[Start of Attachment]
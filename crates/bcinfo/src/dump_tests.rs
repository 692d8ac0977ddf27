use crate::constants::*;
use crate::test_utils::{ints, module_with, sample_module, strs};
use crate::{Colors, ExtractedMetadata, MetadataExtractor, dump};

fn extract_and_dump(module: &bcinfo_ir::Module) -> String {
    let mut extractor = MetadataExtractor::from_module(module);
    assert!(extractor.extract());
    dump(extractor.metadata(), Colors::OFF)
}

#[test]
fn dump_sample() {
    let res = extract_and_dump(&sample_module());

    insta::assert_snapshot!(res, @r#"
    [module]
    compiler_version = 0
    optimization_level = 0
    float_precision = full
    threadable = true
    debug_info = false

    [export.vars]
    V0 "a"
    V1 "b"

    [export.funcs]
    F0 "f"

    [export.foreach]
    K0 "k0" 0x29  ; in|x|kernel
    K1 "k1" 0x02  ; out

    [pragmas]
    P0 "rs_fp_relaxed" = ""

    [object_slots]
    S0 2
    S1 5
    "#);
}

#[test]
fn dump_empty() {
    let res = dump(&ExtractedMetadata::default(), Colors::OFF);

    insta::assert_snapshot!(res, @r"
    [module]
    compiler_version = 0
    optimization_level = 0
    float_precision = full
    threadable = true
    debug_info = false
    ");
}

#[test]
fn dump_scalars() {
    let module = module_with(&[
        (COMPILER_VERSION_METADATA, ints(&[23])),
        (OPTIMIZATION_LEVEL_METADATA, ints(&[3])),
        (FLOAT_PRECISION_METADATA, ints(&[1])),
        (THREADABLE_METADATA, strs(&["no"])),
        (BUILD_CHECKSUM_METADATA, strs(&["1f2e3d"])),
        (DEBUG_INFO_METADATA, ints(&[0])),
    ]);
    let res = extract_and_dump(&module);

    insta::assert_snapshot!(res, @r#"
    [module]
    compiler_version = 23
    optimization_level = 3
    float_precision = relaxed
    threadable = false
    build_checksum = "1f2e3d"
    debug_info = true
    "#);
}

#[test]
fn dump_signature_with_unknown_bits() {
    let module = module_with(&[
        (EXPORT_FOREACH_NAME_METADATA, strs(&["root", "noop"])),
        (EXPORT_FOREACH_METADATA, ints(&[0x13f, 0])),
    ]);
    let res = extract_and_dump(&module);

    insta::assert_snapshot!(res, @r#"
    [module]
    compiler_version = 0
    optimization_level = 0
    float_precision = full
    threadable = true
    debug_info = false

    [export.foreach]
    K0 "root" 0x13f  ; in|out|usr_data|x|y|kernel|+0x100
    K1 "noop" 0x00  ; none
    "#);
}

#[test]
fn dump_pads_indices() {
    let slots: Vec<u64> = (0..11).collect();
    let module = module_with(&[(OBJECT_SLOT_METADATA, ints(&slots))]);
    let res = extract_and_dump(&module);

    insta::assert_snapshot!(res, @r"
    [module]
    compiler_version = 0
    optimization_level = 0
    float_precision = full
    threadable = true
    debug_info = false

    [object_slots]
    S00 0
    S01 1
    S02 2
    S03 3
    S04 4
    S05 5
    S06 6
    S07 7
    S08 8
    S09 9
    S10 10
    ");
}

#[test]
fn dump_escapes_strings() {
    let module = module_with(&[(EXPORT_VAR_METADATA, strs(&["say \"hi\""]))]);
    let res = extract_and_dump(&module);

    assert!(res.contains(r#"V0 "say \"hi\"""#));
}

#[test]
fn dump_with_colors() {
    let res = dump(&ExtractedMetadata::default(), Colors::ON);

    assert!(res.starts_with("\x1b[1;34m[module]\x1b[0m\n"));
    assert!(res.contains("threadable = true\n"));
}
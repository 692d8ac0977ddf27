#![cfg_attr(coverage_nightly, feature(coverage_attribute))]

//! Metadata extraction for compiled script modules.
//!
//! A compiler front end records load-time facts in reserved named-metadata
//! tables: exported variables and functions, foreach kernels with their
//! signature bitmasks, pragmas, object slots needing teardown, and the
//! compiler version / optimization level / float precision contract.
//!
//! [`MetadataExtractor`] reads those tables from any [`MetadataSource`],
//! checks them against each other, and commits the decoded result as a unit.

pub mod colors;
pub mod constants;
mod decode;
pub mod dump;
mod error;
mod extractor;
mod metadata;
pub mod signature;

#[cfg(test)]
mod dump_tests;
#[cfg(test)]
mod signature_tests;
#[cfg(test)]
mod test_utils;

pub use bcinfo_ir::{LoadConfig, MetadataSource, Module, ModuleError, Operand};
pub use colors::Colors;
pub use dump::dump;
pub use error::ExtractError;
pub use extractor::{MetadataExtractor, ModuleHandle};
pub use metadata::{ExtractedMetadata, FloatPrecision};
pub use signature::{
    has_for_each_signature_in, has_for_each_signature_kernel, has_for_each_signature_out,
    has_for_each_signature_usr_data, has_for_each_signature_x, has_for_each_signature_y,
};
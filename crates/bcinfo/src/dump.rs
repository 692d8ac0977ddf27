//! Human-readable dump of extracted metadata.

use std::fmt::Write as _;

use crate::colors::Colors;
use crate::metadata::ExtractedMetadata;
use crate::signature::describe_signature;

/// Render an extraction result as sectioned text.
///
/// `[module]` is always present; list sections are omitted when empty.
pub fn dump(metadata: &ExtractedMetadata, colors: Colors) -> String {
    let mut out = String::new();

    dump_module(&mut out, metadata, colors);
    dump_names(&mut out, "export.vars", 'V', metadata.export_var_names(), colors);
    dump_names(&mut out, "export.funcs", 'F', metadata.export_func_names(), colors);
    dump_for_each(&mut out, metadata, colors);
    dump_pragmas(&mut out, metadata, colors);
    dump_object_slots(&mut out, metadata, colors);

    out
}

/// Calculate the minimum width needed to display numbers up to `count - 1`.
fn width_for_count(count: usize) -> usize {
    if count <= 1 {
        1
    } else {
        (count - 1).ilog10() as usize + 1
    }
}

fn section(out: &mut String, name: &str, c: Colors) {
    writeln!(out, "{}", c.section(format_args!("[{name}]"))).unwrap();
}

fn dump_module(out: &mut String, metadata: &ExtractedMetadata, c: Colors) {
    section(out, "module", c);
    writeln!(out, "compiler_version = {}", metadata.compiler_version()).unwrap();
    writeln!(out, "optimization_level = {}", metadata.optimization_level()).unwrap();
    writeln!(out, "float_precision = {}", metadata.float_precision()).unwrap();
    writeln!(out, "threadable = {}", metadata.is_threadable()).unwrap();
    if let Some(checksum) = metadata.build_checksum() {
        writeln!(out, "build_checksum = {}", c.value(format_args!("{checksum:?}"))).unwrap();
    }
    writeln!(out, "debug_info = {}", metadata.has_debug_info()).unwrap();
    out.push('\n');
}

fn dump_names(out: &mut String, name: &str, prefix: char, names: &[String], c: Colors) {
    if names.is_empty() {
        return;
    }

    let w = width_for_count(names.len());
    section(out, name, c);
    for (i, s) in names.iter().enumerate() {
        writeln!(
            out,
            "{} {}",
            c.label(format_args!("{prefix}{i:0w$}")),
            c.value(format_args!("{s:?}")),
        )
        .unwrap();
    }
    out.push('\n');
}

fn dump_for_each(out: &mut String, metadata: &ExtractedMetadata, c: Colors) {
    let count = metadata.export_for_each_signature_count();
    if count == 0 {
        return;
    }

    let w = width_for_count(count);
    section(out, "export.foreach", c);
    for (i, (name, sig)) in metadata.export_for_each().enumerate() {
        let flags = describe_signature(sig);
        writeln!(
            out,
            "{} {} {sig:#04x}  {}",
            c.label(format_args!("K{i:0w$}")),
            c.value(format_args!("{name:?}")),
            c.label(format_args!("; {flags}")),
        )
        .unwrap();
    }
    out.push('\n');
}

fn dump_pragmas(out: &mut String, metadata: &ExtractedMetadata, c: Colors) {
    let count = metadata.pragma_count();
    if count == 0 {
        return;
    }

    let w = width_for_count(count);
    section(out, "pragmas", c);
    for (i, (key, value)) in metadata.pragmas().enumerate() {
        writeln!(
            out,
            "{} {} = {}",
            c.label(format_args!("P{i:0w$}")),
            c.value(format_args!("{key:?}")),
            c.value(format_args!("{value:?}")),
        )
        .unwrap();
    }
    out.push('\n');
}

fn dump_object_slots(out: &mut String, metadata: &ExtractedMetadata, c: Colors) {
    let slots = metadata.object_slots();
    if slots.is_empty() {
        return;
    }

    let w = width_for_count(slots.len());
    section(out, "object_slots", c);
    for (i, slot) in slots.iter().enumerate() {
        writeln!(out, "{} {slot}", c.label(format_args!("S{i:0w$}"))).unwrap();
    }
    out.push('\n');
}

#[cfg(test)]
mod tests {
    use super::width_for_count;

    #[test]
    fn index_width() {
        assert_eq!(width_for_count(0), 1);
        assert_eq!(width_for_count(1), 1);
        assert_eq!(width_for_count(10), 1);
        assert_eq!(width_for_count(11), 2);
        assert_eq!(width_for_count(101), 3);
    }
}
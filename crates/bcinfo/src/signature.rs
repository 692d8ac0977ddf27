//! Foreach signature bit tests.
//!
//! Pure predicates over a raw signature. Any integer is accepted, including
//! ones carrying bits above [`SIGNATURE_MASK`]; those never affect the
//! defined bits.

use crate::constants::{
    SIGNATURE_IN, SIGNATURE_KERNEL, SIGNATURE_MASK, SIGNATURE_OUT, SIGNATURE_USR_DATA,
    SIGNATURE_X, SIGNATURE_Y,
};

/// Whether the kernel has an input buffer parameter.
#[inline]
pub fn has_for_each_signature_in(sig: u32) -> bool {
    sig & SIGNATURE_IN != 0
}

/// Whether the kernel has an output buffer parameter.
#[inline]
pub fn has_for_each_signature_out(sig: u32) -> bool {
    sig & SIGNATURE_OUT != 0
}

/// Whether the kernel has a user-data parameter.
#[inline]
pub fn has_for_each_signature_usr_data(sig: u32) -> bool {
    sig & SIGNATURE_USR_DATA != 0
}

/// Whether the kernel has an X coordinate parameter.
#[inline]
pub fn has_for_each_signature_x(sig: u32) -> bool {
    sig & SIGNATURE_X != 0
}

/// Whether the kernel has a Y coordinate parameter.
#[inline]
pub fn has_for_each_signature_y(sig: u32) -> bool {
    sig & SIGNATURE_Y != 0
}

/// Whether the kernel is pass-by-value.
#[inline]
pub fn has_for_each_signature_kernel(sig: u32) -> bool {
    sig & SIGNATURE_KERNEL != 0
}

/// Render the set bits as `in|out|usr_data|x|y|kernel`.
///
/// Bits outside the defined mask are appended as `+0x..`; an all-zero
/// signature renders as `none`.
pub fn describe_signature(sig: u32) -> String {
    let flags = [
        (has_for_each_signature_in(sig), "in"),
        (has_for_each_signature_out(sig), "out"),
        (has_for_each_signature_usr_data(sig), "usr_data"),
        (has_for_each_signature_x(sig), "x"),
        (has_for_each_signature_y(sig), "y"),
        (has_for_each_signature_kernel(sig), "kernel"),
    ];

    let mut parts: Vec<String> = flags
        .iter()
        .filter(|(set, _)| *set)
        .map(|(_, name)| (*name).to_string())
        .collect();

    let unknown = sig & !SIGNATURE_MASK;
    if unknown != 0 {
        parts.push(format!("+{unknown:#x}"));
    }

    if parts.is_empty() {
        return "none".to_string();
    }
    parts.join("|")
}
//! The decoded result set.

use std::fmt;

/// Minimal floating-point precision a module requires.
#[derive(Clone, Copy, Debug, Default, PartialEq, Eq, Hash)]
#[repr(u32)]
pub enum FloatPrecision {
    #[default]
    Full = 0,
    Relaxed = 1,
}

impl FloatPrecision {
    /// Decode the on-disk value. Unknown values are `None`.
    pub fn from_u32(value: u32) -> Option<Self> {
        match value {
            0 => Some(Self::Full),
            1 => Some(Self::Relaxed),
            _ => None,
        }
    }

    pub fn as_str(self) -> &'static str {
        match self {
            Self::Full => "full",
            Self::Relaxed => "relaxed",
        }
    }
}

impl fmt::Display for FloatPrecision {
    fn fmt(&self, f: &mut fmt::Formatter<'_>) -> fmt::Result {
        f.write_str(self.as_str())
    }
}

/// Everything one extraction pass decodes.
///
/// Built whole by the extractor and never mutated afterwards; a later
/// extraction replaces it as a unit. The default value is the empty state
/// observed before extraction and after a failed one.
#[derive(Clone, Debug, PartialEq, Eq)]
pub struct ExtractedMetadata {
    pub(crate) export_var_names: Vec<String>,
    pub(crate) export_func_names: Vec<String>,
    pub(crate) export_for_each_names: Vec<String>,
    pub(crate) export_for_each_signatures: Vec<u32>,
    pub(crate) pragma_keys: Vec<String>,
    pub(crate) pragma_values: Vec<String>,
    pub(crate) object_slots: Vec<u32>,
    pub(crate) compiler_version: u32,
    pub(crate) optimization_level: u32,
    pub(crate) float_precision: FloatPrecision,
    pub(crate) is_threadable: bool,
    pub(crate) build_checksum: Option<String>,
    pub(crate) has_debug_info: bool,
}

impl Default for ExtractedMetadata {
    fn default() -> Self {
        Self {
            export_var_names: Vec::new(),
            export_func_names: Vec::new(),
            export_for_each_names: Vec::new(),
            export_for_each_signatures: Vec::new(),
            pragma_keys: Vec::new(),
            pragma_values: Vec::new(),
            object_slots: Vec::new(),
            compiler_version: 0,
            optimization_level: 0,
            float_precision: FloatPrecision::Full,
            is_threadable: true,
            build_checksum: None,
            has_debug_info: false,
        }
    }
}

impl ExtractedMetadata {
    pub fn export_var_count(&self) -> usize {
        self.export_var_names.len()
    }

    pub fn export_var_names(&self) -> &[String] {
        &self.export_var_names
    }

    pub fn export_func_count(&self) -> usize {
        self.export_func_names.len()
    }

    pub fn export_func_names(&self) -> &[String] {
        &self.export_func_names
    }

    /// Number of foreach kernels. Names and signatures always agree on it.
    pub fn export_for_each_signature_count(&self) -> usize {
        self.export_for_each_signatures.len()
    }

    pub fn export_for_each_names(&self) -> &[String] {
        &self.export_for_each_names
    }

    /// Raw signatures, upper bits preserved as declared.
    pub fn export_for_each_signatures(&self) -> &[u32] {
        &self.export_for_each_signatures
    }

    /// Kernels as (name, signature) pairs.
    pub fn export_for_each(&self) -> impl Iterator<Item = (&str, u32)> {
        self.export_for_each_names
            .iter()
            .map(String::as_str)
            .zip(self.export_for_each_signatures.iter().copied())
    }

    pub fn pragma_count(&self) -> usize {
        self.pragma_keys.len()
    }

    pub fn pragma_keys(&self) -> &[String] {
        &self.pragma_keys
    }

    pub fn pragma_values(&self) -> &[String] {
        &self.pragma_values
    }

    /// Pragmas as (key, value) pairs in declaration order, duplicates kept.
    pub fn pragmas(&self) -> impl Iterator<Item = (&str, &str)> {
        self.pragma_keys
            .iter()
            .map(String::as_str)
            .zip(self.pragma_values.iter().map(String::as_str))
    }

    pub fn object_slot_count(&self) -> usize {
        self.object_slots.len()
    }

    /// Object slots the driver must release on teardown.
    pub fn object_slots(&self) -> &[u32] {
        &self.object_slots
    }

    pub fn compiler_version(&self) -> u32 {
        self.compiler_version
    }

    pub fn optimization_level(&self) -> u32 {
        self.optimization_level
    }

    pub fn float_precision(&self) -> FloatPrecision {
        self.float_precision
    }

    pub fn is_threadable(&self) -> bool {
        self.is_threadable
    }

    pub fn build_checksum(&self) -> Option<&str> {
        self.build_checksum.as_deref()
    }

    pub fn has_debug_info(&self) -> bool {
        self.has_debug_info
    }
}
[End of Attachment]
The task:
All lines in the records above with "Whether" need to be found and copied.

Problem solution:
/// Whether the kernel has an input buffer parameter.
/// Whether the kernel has an output buffer parameter.
/// Whether the kernel has a user-data parameter.
/// Whether the kernel has an X coordinate parameter.
/// Whether the kernel has a Y coordinate parameter.
/// Whether the kernel is pass-by-value.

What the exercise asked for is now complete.